With a puzzled shake of his head Derwin tried again. "All right. The first person your group killed, I've read, might have been the doctor who raised you. Though personally I don't believe that. But there's no doubt that you did kill others."
Derwin frowned. A smile had come to the boy's face as he listened—as though he were recalling something pleasant.
The sheriff cocked his head to one side and shifted his position. He spoke with less enthusiasm now. "After the others were killed, they lost all trace of you until the day you visited Anchor Hospital in St. Paul. The attendants there didn't recognize you, and assumed you were just another visitor. But when you left, twenty-seven patients were dead!"
A small shiver ran through the muscles of Derwin's back.
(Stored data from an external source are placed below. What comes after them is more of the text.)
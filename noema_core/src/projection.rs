//! Graph projection of traversal paths for rendering.
//!
//! Every distinct hyperedge across the found paths becomes one "context"
//! node, every distinct member concept becomes one "concept" node, and each
//! membership becomes a visual edge labeled with its role. Deduplication is
//! by stable id, so a hyperedge appearing in several paths collapses to one
//! visual element. The output is a plain node/edge structure suitable for
//! direct rendering by any graph-visualization front end.

use std::collections::HashSet;

use anyhow::Result;
use serde::{Deserialize, Serialize};

use crate::store::{ConceptStore, HyperEdgeStore};
use crate::types::HyperEdgeId;

/// Maximum label length for hyperedge nodes before truncation.
const LABEL_MAX_CHARS: usize = 30;

/// Node class in the projected graph.
#[derive(Debug, Clone, Copy, Serialize, Deserialize, PartialEq, Eq)]
#[serde(rename_all = "lowercase")]
pub enum NodeKind {
    /// A canonical concept.
    Concept,
    /// A hyperedge ("context") node.
    Hyperedge,
}

/// A node in the projected graph.
#[derive(Debug, Clone, Serialize, Deserialize)]
pub struct GraphNode {
    /// Stable id: `c<concept_id>` or `h<edge_id>`.
    pub id: String,
    /// Display label (concept name, or truncated edge description).
    pub label: String,
    /// Node class.
    #[serde(rename = "type")]
    pub kind: NodeKind,
}

/// A visual edge from a concept node to the hyperedge node it belongs to.
#[derive(Debug, Clone, Serialize, Deserialize)]
pub struct GraphEdge {
    /// Stable id: `h<edge_id>_c<concept_id>`.
    pub id: String,
    /// Source node id (the concept).
    pub source: String,
    /// Target node id (the hyperedge).
    pub target: String,
    /// Membership role label.
    pub label: String,
}

/// A renderable projection of one or more traversal paths.
#[derive(Debug, Clone, Default, Serialize, Deserialize)]
pub struct GraphData {
    /// Deduplicated nodes.
    pub nodes: Vec<GraphNode>,
    /// Deduplicated membership edges.
    pub edges: Vec<GraphEdge>,
}

impl GraphData {
    /// Count of nodes with the given kind.
    pub fn count_kind(&self, kind: NodeKind) -> usize {
        self.nodes.iter().filter(|n| n.kind == kind).count()
    }
}

fn truncate_label(description: &str) -> String {
    if description.chars().count() > LABEL_MAX_CHARS {
        let short: String = description.chars().take(LABEL_MAX_CHARS).collect();
        format!("{}..", short)
    } else {
        description.to_string()
    }
}

/// Project the given paths into a deduplicated node/edge graph.
///
/// Hyperedge ids that no longer resolve in the store are skipped; member
/// concepts that cannot be fetched fall back to an id-based label.
pub fn project(
    concepts: &dyn ConceptStore,
    edges: &dyn HyperEdgeStore,
    paths: &[Vec<HyperEdgeId>],
) -> Result<GraphData> {
    let mut graph = GraphData::default();
    let mut seen_nodes: HashSet<String> = HashSet::new();
    let mut seen_edges: HashSet<String> = HashSet::new();

    for path in paths {
        for edge_id in path {
            let edge = match edges.get(*edge_id)? {
                Some(edge) => edge,
                None => continue,
            };

            let edge_node_id = format!("h{}", edge.id);
            if seen_nodes.insert(edge_node_id.clone()) {
                graph.nodes.push(GraphNode {
                    id: edge_node_id.clone(),
                    label: truncate_label(&edge.description),
                    kind: NodeKind::Hyperedge,
                });
            }

            for member in &edge.members {
                let concept_node_id = format!("c{}", member.concept_id);
                if seen_nodes.insert(concept_node_id.clone()) {
                    let label = concepts
                        .get(member.concept_id)?
                        .map(|c| c.name)
                        .unwrap_or_else(|| format!("concept {}", member.concept_id));
                    graph.nodes.push(GraphNode {
                        id: concept_node_id.clone(),
                        label,
                        kind: NodeKind::Concept,
                    });
                }

                let link_id = format!("h{}_c{}", edge.id, member.concept_id);
                if seen_edges.insert(link_id.clone()) {
                    graph.edges.push(GraphEdge {
                        id: link_id,
                        source: concept_node_id,
                        target: edge_node_id.clone(),
                        label: member.role.as_str().to_string(),
                    });
                }
            }
        }
    }

    Ok(graph)
}
//! # Noema Core
//!
//! Core data model and algorithms for the noema hypergraph knowledge base.
//!
//! This crate defines the concept/hyperedge data model, the storage traits
//! that durable engines implement, a reference in-memory engine, the bounded
//! breadth-first traversal over hyperedges, and the node/edge graph
//! projection used for rendering found paths.
//!
//! Extraction (LLM-assisted construction) and reasoning orchestration live
//! in the `noema_extraction` crate; this crate has no oracle dependencies.

pub mod projection;
pub mod store;
pub mod traversal;
pub mod types;

pub use projection::{project, GraphData, GraphEdge, GraphNode, NodeKind};
pub use store::{cosine_distance, ConceptStore, HyperEdgeStore, MemoryStore};
pub use traversal::{find_paths, TraversalConfig};
pub use types::*;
The smile had returned to the boy's pink cheeks: a smile almost of delight.
Derwin leaned forward, making no effort to hide his annoyance as he spoke. "You'll hang for those killings!" he said. "We still don't know how you do it, but the other patients in some of those wards saw you put your hands on the people who died, and saw them go limp. They didn't realize at the time that you had killed them."
The smile on the boy's face was as tranquil as the smile of a cherub.
A flow of angry blood crept into Derwin's face. "Just in case they can't pin any of those murders on you," he said, "we sure as hell can convict you of the three here in White Bear Lake." Derwin pulled himself to his feet. "I'll do my best to see that you hang for them," he said deliberately. His voice was low and flat. He limped away, dragging his chair at his side.
The boy's expression of urgent request changed to one of reproach when he realized that Derwin was leaving; disappointment showed bleakly on his face. It was as though he had expected something more from Derwin.
The next morning Derwin drove in the last car in a funeral procession and waited at the fringe of the crowd as the coffin was lowered into the ground. The deceased had been the last victim of the boy killer.